Lunch outside on a busy fall day. Don’t the organic veggies look so good? They are. From my friends at Better Together Farm.

Beautiful fall days! So, if I possibly can, I get outside on the weekends and work, because oh my goodness, my yard needs attention. So, I’ve been pruning and clipping and raking and shoveling … and about that–oh, dear. Last weekend I worked so hard, I could barely move. But it’s looking better out there.

One day, I made a vegetarian lasagna in the crockpot and I ate lunch outside. (Like my work gloves in the above photo? I needed leather gloves because I was trimming rose bushes and wanted to avoid the thorns. So, I found one thick, rubber work glove and one glove that I use for the kitchen. Not effective for rosebush thorns. I’ll guarantee.) (I don’t have time to go buy leather gloves.) (I need toooooo!)

My daughter is getting ready for a yard sale, so she’s taken over my carport. :^D  (But I will be glad to have that chore out of the way, believe me.)

This morning there was frost on my car windshield! Frost. That means I’d better get prepared for winter.
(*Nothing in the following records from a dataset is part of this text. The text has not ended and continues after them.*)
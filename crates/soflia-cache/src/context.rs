//! Process-scoped owner of the runtime caches.

use serde_json::Value;

use crate::config::CacheConfig;
use crate::persistence::AttemptStore;
use crate::ratelimit::{RateLimitConfig, RateLimiter};
use crate::runtime::ScormRuntime;
use crate::scorm::ScormSessionStore;
use crate::ttl::TtlCache;

/// Every in-memory cache a process needs, created once at startup.
///
/// Handlers receive a clone (all members share state). Dropping the last
/// clone releases everything, which gives tests a clean slate per context.
#[derive(Debug, Clone)]
pub struct CacheContext {
    config: CacheConfig,
    values: TtlCache<Value>,
    scorm: ScormSessionStore,
    rate_limiter: RateLimiter,
}

impl CacheContext {
    pub fn new(config: CacheConfig, rate_limit: RateLimitConfig) -> Self {
        tracing::debug!(
            default_ttl_secs = config.default_ttl.as_secs(),
            scorm_session_ttl_secs = config.scorm_session_ttl.as_secs(),
            rate_limiting = rate_limit.enabled,
            "Cache context created"
        );

        Self {
            values: TtlCache::new(config.default_ttl),
            scorm: ScormSessionStore::new(config.scorm_session_ttl),
            rate_limiter: RateLimiter::new(rate_limit),
            config,
        }
    }

    pub fn config(&self) -> &CacheConfig {
        &self.config
    }

    /// General-purpose cache for computed responses.
    pub fn values(&self) -> &TtlCache<Value> {
        &self.values
    }

    pub fn scorm(&self) -> &ScormSessionStore {
        &self.scorm
    }

    pub fn rate_limiter(&self) -> &RateLimiter {
        &self.rate_limiter
    }

    /// SCORM runtime sharing this context's session store.
    pub fn scorm_runtime<S: AttemptStore>(&self, attempts: S) -> ScormRuntime<S> {
        ScormRuntime::new(self.scorm.clone(), attempts, self.config.max_value_len)
    }
}

impl Default for CacheContext {
    fn default() -> Self {
        Self::new(CacheConfig::default(), RateLimitConfig::default())
    }
}

#[cfg(test)]
mod tests {
    use super::*;
    use crate::persistence::InMemoryAttempts;
    use serde_json::json;
    use std::time::Duration;

    #[test]
    fn test_clones_share_state() {
        let ctx = CacheContext::default();
        let handler_ctx = ctx.clone();

        handler_ctx
            .values()
            .set("course:rust:outline", json!({"modules": 3}), Duration::from_secs(30));
        assert_eq!(
            ctx.values().get("course:rust:outline"),
            Some(json!({"modules": 3}))
        );
    }

    #[test]
    fn test_contexts_are_independent() {
        let first = CacheContext::default();
        let second = CacheContext::default();

        first.scorm().set_session_value("a1", "cmi.location", "1");
        assert_eq!(second.scorm().get_session_value("a1", "cmi.location"), None);
    }

    #[test]
    fn test_runtime_writes_into_context_store() {
        let ctx = CacheContext::new(
            CacheConfig::new().with_max_value_len(4),
            RateLimitConfig::default(),
        );
        let attempts = InMemoryAttempts::new();
        attempts.register("a1", "u1");
        let runtime = ctx.scorm_runtime(attempts);

        runtime.initialize("u1", "a1").unwrap();
        runtime
            .set_value("u1", "a1", "cmi.suspend_data", "abcdefgh")
            .unwrap();

        assert_eq!(
            ctx.scorm().get_session_value("a1", "cmi.suspend_data"),
            Some("abcd".to_string())
        );
    }
}
impl FromStr for RateLimitTier {
    type Err = String;

    fn from_str(s: &str) -> std::result::Result<Self, Self::Err> {
        RateLimitTier::ALL
            .into_iter()
            .find(|tier| tier.as_str() == s)
            .ok_or_else(|| format!("unknown rate limit tier '{s}'"))
    }
}

/// Limits for one tier.
#[derive(Debug, Clone, PartialEq, Eq)]
pub struct TierPolicy {
    /// Requests allowed per window.
    pub max_requests: u32,
    /// Length of the counting window.
    pub window: Duration,
    /// How long an identifier stays blocked after exceeding the limit.
    pub block_duration: Duration,
    /// User-facing message for denied requests.
    pub message: String,
}

impl TierPolicy {
    /// Built-in policy for a tier.
    pub fn default_for(tier: RateLimitTier) -> Self {
        const MINUTE: u64 = 60;
        let (max_requests, window, block, message) = match tier {
            RateLimitTier::Auth => (
                5,
                15 * MINUTE,
                60 * MINUTE,
                "Too many attempts. Try again in 15 minutes.",
            ),
            RateLimitTier::Admin => (
                50,
                15 * MINUTE,
                30 * MINUTE,
                "Too many administrative requests. Try again later.",
            ),
            RateLimitTier::ApiMutation => (
                100,
                MINUTE,
                5 * MINUTE,
                "Too many requests. Try again in a moment.",
            ),
            RateLimitTier::ApiRead => (
                300,
                MINUTE,
                2 * MINUTE,
                "Too many requests. Please wait a moment.",
            ),
            RateLimitTier::Public => (
                1000,
                MINUTE,
                MINUTE,
                "Too many requests. Please wait a moment.",
            ),
        };

        Self {
            max_requests,
            window: Duration::from_secs(window),
            block_duration: Duration::from_secs(block),
            message: message.to_string(),
        }
    }
}

/// Rate limiter configuration.
#[derive(Debug, Clone)]
pub struct RateLimitConfig {
    /// When false every check is allowed.
    pub enabled: bool,
    /// Period of the background cleanup task.
    pub cleanup_interval: Duration,
    /// Per-tier overrides; tiers not listed use [`TierPolicy::default_for`].
    pub policies: HashMap<RateLimitTier, TierPolicy>,
}

impl Default for RateLimitConfig {
    fn default() -> Self {
        Self {
            enabled: true,
            cleanup_interval: Duration::from_secs(5 * 60),
            policies: HashMap::new(),
        }
    }
}
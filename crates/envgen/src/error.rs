use std::fmt;

use envgen_runtime::InferError;
use thiserror::Error;

/// An error raised while reading declarations or generating code from them.
#[derive(Debug)]
pub struct Error {
    /// File or source label the declarations came from.
    pub source_name: Option<String>,
    /// 1-based line of the offending declaration.
    pub line: Option<usize>,
    pub kind: ErrorKind,
}

#[derive(Debug, Error)]
pub enum ErrorKind {
    #[error("line `{line}` doesn't match format")]
    Format { line: String },
    #[error("variable {name} is declared more than once")]
    Duplicate { name: String },
    #[error(transparent)]
    Infer(#[from] InferError),
    #[error("invalid variable name {name}: {reason}")]
    InvalidName { name: String, reason: String },
    #[error("{name} conflicts with another declaration: {reason}")]
    Conflict { name: String, reason: String },
    #[error("generated code is not valid Rust: {message}")]
    Render { message: String, raw: String },
    #[error("io error: {0}")]
    Io(#[from] std::io::Error),
}

impl fmt::Display for Error {
    fn fmt(&self, f: &mut fmt::Formatter<'_>) -> fmt::Result {
        match (&self.source_name, self.line) {
            (Some(source), Some(line)) => write!(f, "{source}:{line}: ")?,
            (Some(source), None) => write!(f, "{source}: ")?,
            (None, Some(line)) => write!(f, "line {line}: ")?,
            (None, None) => {}
        }
        write!(f, "{}", self.kind)
    }
}

impl std::error::Error for Error {
    fn source(&self) -> Option<&(dyn std::error::Error + 'static)> {
        match &self.kind {
            ErrorKind::Infer(err) => Some(err),
            ErrorKind::Io(err) => Some(err),
            _ => None,
        }
    }
}

impl From<ErrorKind> for Error {
    fn from(kind: ErrorKind) -> Self {
        Self {
            source_name: None,
            line: None,
            kind,
        }
    }
}

impl From<std::io::Error> for Error {
    fn from(err: std::io::Error) -> Self {
        ErrorKind::Io(err).into()
    }
}

impl Error {
    pub fn format(line: impl Into<String>) -> Self {
        ErrorKind::Format { line: line.into() }.into()
    }

    pub fn duplicate(line_no: usize, name: impl Into<String>) -> Self {
        Self::from(ErrorKind::Duplicate { name: name.into() }).at_line(line_no)
    }

    pub fn infer(line_no: usize, err: InferError) -> Self {
        Self::from(ErrorKind::Infer(err)).at_line(line_no)
    }

    pub fn invalid_name(name: impl Into<String>, reason: impl Into<String>) -> Self {
        ErrorKind::InvalidName {
            name: name.into(),
            reason: reason.into(),
        }
        .into()
    }

    pub fn conflict(name: impl Into<String>, reason: impl Into<String>) -> Self {
        ErrorKind::Conflict {
            name: name.into(),
            reason: reason.into(),
        }
        .into()
    }

    pub fn render(message: impl Into<String>, raw: impl Into<String>) -> Self {
        ErrorKind::Render {
            message: message.into(),
            raw: raw.into(),
        }
        .into()
    }

    pub fn at_line(mut self, line: usize) -> Self {
        self.line = Some(line);
        self
    }

    pub fn in_source(mut self, source_name: impl Into<String>) -> Self {
        self.source_name = Some(source_name.into());
        self
    }

    /// The unformatted generator output, when formatting it failed.
    pub fn raw_output(&self) -> Option<&str> {
        match &self.kind {
            ErrorKind::Render { raw, .. } => Some(raw),
            _ => None,
        }
    }
}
And on the drive to work I saw two deer in a chase and managed to honk the car horn before they crossed the road. And the doe listened. Good girl. She stopped. The buck didn’t want to. (He was enormous.) He only stopped because she did. (I’m thankful.) But she turned and went back the other way and he was soon in swift pursuit. Autumn in rural America. Fun times.

Hope you’re all having lovely days and can sit outside and enjoy the weather with a cup of hot tea or cocoa. (And avoid the deer on the roads.)